Study design: Systematic review of the literature and prospective survey study.
Objective: To characterize expert opinion regarding the timing of surgery for decompression of the injured spinal cord and critically summarize the evidence for early surgical intervention for acute spinal cord injury (SCI).
Summary of background data: The optimal timing of decompressive surgery for acute SCI is controversial, resulting in considerable variability in clinical practice. Moreover, the current opinion of spine surgeons regarding the optimal timing of surgery after SCI is unknown.
Methods: We undertook a systematic review of the applied preclinical and clinical published data regarding the timing of decompression following SCI. A 20-question survey was sent to orthopedic and neurosurgical spine surgeons across the world. Response frequencies were compiled for respondent demographics and preference for timing of surgical decompression in 6 distinct clinical scenarios. χ2 statistics were used to compare response frequencies based on specialty and fellowship training.
Results: A total of 971 spine surgeons responded to the survey. In almost every clinical scenario, with the exception of central cord syndrome, the majority of respondents (≥ 80%) preferred to decompress the spinal cord within 24 hours. A complete cervical SCI would preferably be decompressed within 6 hours by 46.2% of respondents, but 72.9% would operate within 6 hours for an incomplete SCI in an otherwise identical clinical scenario.

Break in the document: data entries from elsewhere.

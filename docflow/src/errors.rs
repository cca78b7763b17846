//! Error types for the docflow engine.
//!
//! Each concern has its own error enum; [`DocflowError`] aggregates them for
//! callers that drive a whole run.

use thiserror::Error;

/// The main error type for docflow operations.
#[derive(Debug, Error)]
pub enum DocflowError {
    /// A document could not be built, mutated or parsed.
    #[error("{0}")]
    Document(#[from] DocumentError),

    /// A pipeline could not be built or failed on a document.
    #[error("{0}")]
    Pipeline(#[from] PipelineError),

    /// A queue operation failed.
    #[error("{0}")]
    Queue(#[from] QueueError),

    /// The coordination service failed.
    #[error("{0}")]
    Coordination(#[from] CoordinationError),

    /// A publisher operation failed.
    #[error("{0}")]
    Publisher(#[from] PublisherError),

    /// A worker loop stopped with an error.
    #[error("{0}")]
    Worker(#[from] WorkerError),

    /// An indexer loop stopped with an error.
    #[error("{0}")]
    Indexer(#[from] IndexerError),

    /// A connector failed.
    #[error("{0}")]
    Connector(#[from] ConnectorError),

    /// Configuration was invalid.
    #[error("{0}")]
    Config(#[from] ConfigError),

    /// A run could not be set up.
    #[error("{0}")]
    Run(#[from] RunError),
}

/// Errors raised by the document model.
#[derive(Debug, Error, Clone, PartialEq, Eq)]
pub enum DocumentError {
    /// Documents must carry a non-empty id.
    #[error("Document id must be a non-empty string")]
    EmptyId,

    /// A reserved field was targeted by a generic field operation.
    #[error("Field '{0}' is reserved and cannot be modified directly")]
    ReservedField(String),

    /// The run id of a document can be set only once.
    #[error("Document '{0}' already has a run id")]
    RunIdAlreadySet(String),

    /// A nested path string could not be parsed.
    #[error("Invalid nested path '{path}': {reason}")]
    InvalidPath {
        /// The offending path.
        path: String,
        /// Why it was rejected.
        reason: String,
    },

    /// An array write targeted an index past the end of the array.
    #[error("Index {index} is out of bounds for array of length {len}")]
    IndexOutOfBounds {
        /// Requested index.
        index: usize,
        /// Current array length.
        len: usize,
    },

    /// A nested write went through a value that is not an object or array.
    #[error("Cannot descend into non-container value at '{0}'")]
    NotAContainer(String),

    /// The wire form was malformed.
    #[error("Malformed document: {0}")]
    Malformed(String),
}

impl DocumentError {
    pub(crate) fn invalid_path(path: &str, reason: impl Into<String>) -> Self {
        Self::InvalidPath {
            path: path.to_string(),
            reason: reason.into(),
        }
    }
}

/// An error raised by a single stage while processing a document.
#[derive(Debug, Error)]
pub enum StageError {
    /// The stage failed on the document.
    #[error("{0}")]
    Failed(String),

    /// A document operation inside the stage failed.
    #[error("{0}")]
    Document(#[from] DocumentError),

    /// The stage configuration was invalid.
    #[error("Invalid stage configuration: {0}")]
    Config(String),
}

impl StageError {
    /// Creates a processing failure with the given message.
    pub fn failed(message: impl Into<String>) -> Self {
        Self::Failed(message.into())
    }
}

/// Errors raised while building or running a pipeline.
#[derive(Debug, Error)]
pub enum PipelineError {
    /// A stage failed on a document; the remaining stages were not run.
    #[error("Stage '{stage}' failed on document '{doc_id}': {source}")]
    Stage {
        /// Name of the failing stage.
        stage: String,
        /// Id of the document being processed.
        doc_id: String,
        /// Underlying stage error.
        #[source]
        source: StageError,
    },

    /// Two stages share a name.
    #[error("Pipeline '{pipeline}' contains duplicate stage name '{stage}'")]
    DuplicateStage {
        /// Pipeline name.
        pipeline: String,
        /// Duplicated stage name.
        stage: String,
    },

    /// A stage type is not registered.
    #[error("Unknown stage type '{0}'")]
    UnknownStageType(String),

    /// A stage factory rejected its configuration.
    #[error("Failed to build stage '{stage}': {source}")]
    Build {
        /// Stage name.
        stage: String,
        /// Underlying error.
        #[source]
        source: StageError,
    },

    /// A stage start or stop hook failed.
    #[error("Lifecycle hook of stage '{stage}' failed: {source}")]
    Lifecycle {
        /// Stage name.
        stage: String,
        /// Underlying error.
        #[source]
        source: StageError,
    },
}

/// Errors raised at the queue boundary.
#[derive(Debug, Error)]
pub enum QueueError {
    /// The broker rejected or failed a send.
    #[error("Failed to send to topic '{topic}': {reason}")]
    Send {
        /// Target topic.
        topic: String,
        /// Failure reason.
        reason: String,
    },

    /// Polling failed.
    #[error("Failed to poll topic '{topic}': {reason}")]
    Poll {
        /// Source topic.
        topic: String,
        /// Failure reason.
        reason: String,
    },

    /// Committing offsets failed.
    #[error("Failed to commit offsets: {0}")]
    Commit(String),

    /// A payload could not be encoded or decoded.
    #[error("Serialization error: {0}")]
    Serialization(#[from] serde_json::Error),
}

/// Errors raised by the coordination service.
#[derive(Debug, Error, Clone, PartialEq, Eq)]
pub enum CoordinationError {
    /// The service could not be reached. Retried with backoff.
    #[error("Coordination service unavailable: {0}")]
    Unavailable(String),

    /// A compare-and-set loop kept losing to concurrent writers.
    #[error("Gave up updating counter '{key}' after {attempts} attempts")]
    Contention {
        /// Counter key.
        key: String,
        /// Attempts made.
        attempts: u32,
    },
}

impl CoordinationError {
    /// Whether the call may succeed if repeated.
    pub const fn is_transient(&self) -> bool {
        matches!(self, Self::Unavailable(_))
    }
}

/// An error raised by a destination sink for a whole batch.
#[derive(Debug, Error, Clone, PartialEq, Eq)]
#[error("{message}")]
pub struct SinkError {
    /// Description of the failure.
    pub message: String,
}

impl SinkError {
    /// Creates a new sink error.
    pub fn new(message: impl Into<String>) -> Self {
        Self {
            message: message.into(),
        }
    }
}

/// Errors raised by connectors.
#[derive(Debug, Error, Clone, PartialEq, Eq)]
pub enum ConnectorError {
    /// The connector failed while producing documents.
    #[error("Connector '{connector}' failed: {reason}")]
    Execution {
        /// Connector name.
        connector: String,
        /// Failure reason.
        reason: String,
    },

    /// The connector configuration was invalid.
    #[error("Invalid connector configuration: {0}")]
    Config(String),

    /// Publishing a document failed.
    #[error("Publish failed: {0}")]
    Publish(String),
}

/// Errors raised by the publisher.
#[derive(Debug, Error)]
pub enum PublisherError {
    /// The document could not be stamped with the run id.
    #[error("{0}")]
    Document(#[from] DocumentError),

    /// Sending or polling failed.
    #[error("{0}")]
    Queue(#[from] QueueError),
}

/// Errors that stop a worker loop.
#[derive(Debug, Error)]
pub enum WorkerError {
    /// Retry accounting is impossible without the coordination service.
    #[error("Retry counter unavailable: {0}")]
    Coordination(#[from] CoordinationError),

    /// The queue failed.
    #[error("{0}")]
    Queue(#[from] QueueError),

    /// The worker was misconfigured.
    #[error("Invalid worker configuration: {0}")]
    Config(String),
}

/// Errors that stop an indexer loop.
#[derive(Debug, Error)]
pub enum IndexerError {
    /// The queue failed.
    #[error("{0}")]
    Queue(#[from] QueueError),

    /// Closing the sink failed.
    #[error("Failed to close sink: {0}")]
    Close(#[from] SinkError),
}

/// Configuration errors.
#[derive(Debug, Error)]
pub enum ConfigError {
    /// The file could not be read.
    #[error("IO error: {0}")]
    Io(#[from] std::io::Error),

    /// The content was not valid configuration.
    #[error("Invalid configuration: {0}")]
    Parse(#[from] serde_json::Error),

    /// Two connectors share a name.
    #[error("Duplicate connector name '{0}'")]
    DuplicateConnector(String),

    /// A connector type is not registered.
    #[error("Unknown connector type '{0}'")]
    UnknownConnectorType(String),

    /// A connector names a pipeline that is not configured.
    #[error("Connector '{connector}' references unknown pipeline '{pipeline}'")]
    UnknownPipeline {
        /// Connector name.
        connector: String,
        /// Missing pipeline name.
        pipeline: String,
    },

    /// A value was out of range.
    #[error("Invalid value for '{field}': {reason}")]
    InvalidValue {
        /// Config key.
        field: String,
        /// Why it was rejected.
        reason: String,
    },
}

/// Errors raised while setting up or tearing down a run.
#[derive(Debug, Error)]
pub enum RunError {
    /// A pipeline needed by a connector is missing.
    #[error("No pipeline named '{0}' is available")]
    MissingPipeline(String),

    /// The publisher could not be created.
    #[error("{0}")]
    Publisher(#[from] PublisherError),

    /// A background worker or indexer failed.
    #[error("{0}")]
    Worker(#[from] WorkerError),

    /// A background indexer failed.
    #[error("{0}")]
    Indexer(#[from] IndexerError),

    /// Stage lifecycle hooks failed.
    #[error("{0}")]
    Pipeline(#[from] PipelineError),

    /// A background task panicked or was aborted.
    #[error("Background task failed: {0}")]
    Join(String),
}

#[cfg(test)]
mod tests {
    use super::*;

    #[test]
    fn test_stage_error_display_includes_context() {
        let err = PipelineError::Stage {
            stage: "stage_2".to_string(),
            doc_id: "doc1".to_string(),
            source: StageError::failed("boom"),
        };
        assert_eq!(
            err.to_string(),
            "Stage 'stage_2' failed on document 'doc1': boom"
        );
    }

    #[test]
    fn test_only_unavailability_is_transient() {
        assert!(CoordinationError::Unavailable("down".into()).is_transient());
        assert!(!CoordinationError::Contention {
            key: "k".into(),
            attempts: 3
        }
        .is_transient());
    }

    #[test]
    fn test_docflow_error_from_document_error() {
        let err: DocflowError = DocumentError::EmptyId.into();
        assert!(matches!(err, DocflowError::Document(DocumentError::EmptyId)));
    }
}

Conclusion: The majority of spine surgeons prefer to decompress the acutely injured spinal cord within 24 hours. The majority of spine surgeons prefer to decompress the cervical spine for patients with complete or incomplete cervical SCI within 24 hours. Early decompression (within 24 hours) should be considered as part of the therapeutic management of any patient with SCI, particularly those with cervical SCI. Very early decompression (within 12 hours) should be considered for a patient with an incomplete cervical SCI (with the possible exception of central cord syndrome).